» Aim of the exercise
In the records below, find each line with the word "trials" and copy it.

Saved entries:
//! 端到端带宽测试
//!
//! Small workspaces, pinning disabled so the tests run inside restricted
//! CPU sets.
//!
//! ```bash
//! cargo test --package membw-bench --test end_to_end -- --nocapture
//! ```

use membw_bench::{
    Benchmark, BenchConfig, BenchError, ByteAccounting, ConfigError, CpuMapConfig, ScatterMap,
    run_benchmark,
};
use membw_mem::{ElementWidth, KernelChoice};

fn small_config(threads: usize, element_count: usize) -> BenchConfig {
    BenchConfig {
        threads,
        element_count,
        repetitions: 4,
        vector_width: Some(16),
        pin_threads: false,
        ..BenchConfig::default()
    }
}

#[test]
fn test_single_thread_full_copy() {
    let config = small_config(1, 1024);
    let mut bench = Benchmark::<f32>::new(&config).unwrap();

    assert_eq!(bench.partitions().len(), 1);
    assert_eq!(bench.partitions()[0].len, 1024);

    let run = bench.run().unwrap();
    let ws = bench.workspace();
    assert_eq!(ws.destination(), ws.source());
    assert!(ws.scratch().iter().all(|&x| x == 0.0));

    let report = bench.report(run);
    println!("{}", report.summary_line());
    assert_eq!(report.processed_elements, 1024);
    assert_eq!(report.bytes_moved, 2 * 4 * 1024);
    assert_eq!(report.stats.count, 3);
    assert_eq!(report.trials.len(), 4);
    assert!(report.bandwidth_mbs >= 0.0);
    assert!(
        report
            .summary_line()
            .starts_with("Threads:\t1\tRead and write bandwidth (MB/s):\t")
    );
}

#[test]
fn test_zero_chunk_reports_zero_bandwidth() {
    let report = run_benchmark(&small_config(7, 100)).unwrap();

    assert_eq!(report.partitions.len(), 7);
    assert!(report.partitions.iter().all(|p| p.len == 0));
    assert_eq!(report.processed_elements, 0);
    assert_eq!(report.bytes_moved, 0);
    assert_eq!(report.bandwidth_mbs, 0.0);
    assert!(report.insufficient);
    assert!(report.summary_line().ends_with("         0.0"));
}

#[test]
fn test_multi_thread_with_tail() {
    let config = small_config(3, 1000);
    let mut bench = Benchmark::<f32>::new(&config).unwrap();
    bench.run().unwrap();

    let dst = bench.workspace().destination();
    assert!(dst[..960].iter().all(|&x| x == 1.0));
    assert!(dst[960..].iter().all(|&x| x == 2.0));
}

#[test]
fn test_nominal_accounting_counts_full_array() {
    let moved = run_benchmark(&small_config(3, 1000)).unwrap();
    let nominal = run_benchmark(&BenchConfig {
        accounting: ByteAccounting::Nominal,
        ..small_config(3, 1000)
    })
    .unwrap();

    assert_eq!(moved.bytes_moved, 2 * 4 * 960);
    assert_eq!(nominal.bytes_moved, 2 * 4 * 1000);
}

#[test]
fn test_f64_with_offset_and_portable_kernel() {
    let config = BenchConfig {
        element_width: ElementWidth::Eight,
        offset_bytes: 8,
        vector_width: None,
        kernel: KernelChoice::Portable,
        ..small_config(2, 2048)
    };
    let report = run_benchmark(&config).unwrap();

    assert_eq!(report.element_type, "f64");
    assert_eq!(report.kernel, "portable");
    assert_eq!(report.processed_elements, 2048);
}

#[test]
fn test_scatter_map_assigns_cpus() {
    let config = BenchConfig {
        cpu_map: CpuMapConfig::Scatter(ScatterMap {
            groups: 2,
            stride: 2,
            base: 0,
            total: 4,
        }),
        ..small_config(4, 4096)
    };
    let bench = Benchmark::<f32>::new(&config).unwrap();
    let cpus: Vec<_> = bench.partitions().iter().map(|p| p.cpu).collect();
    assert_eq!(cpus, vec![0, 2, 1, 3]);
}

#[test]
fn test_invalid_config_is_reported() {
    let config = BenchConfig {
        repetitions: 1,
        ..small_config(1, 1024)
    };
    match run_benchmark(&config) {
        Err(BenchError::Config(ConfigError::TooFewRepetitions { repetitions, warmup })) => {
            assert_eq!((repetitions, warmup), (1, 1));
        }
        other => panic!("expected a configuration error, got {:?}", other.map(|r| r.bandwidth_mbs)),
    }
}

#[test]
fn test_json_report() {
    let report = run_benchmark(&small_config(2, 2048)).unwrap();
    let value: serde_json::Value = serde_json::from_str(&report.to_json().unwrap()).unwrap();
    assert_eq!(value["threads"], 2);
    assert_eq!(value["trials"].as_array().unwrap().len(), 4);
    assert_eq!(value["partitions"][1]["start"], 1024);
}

» Solution to the problem
    assert_eq!(report.trials.len(), 4);
    assert_eq!(value["trials"].as_array().unwrap().len(), 4);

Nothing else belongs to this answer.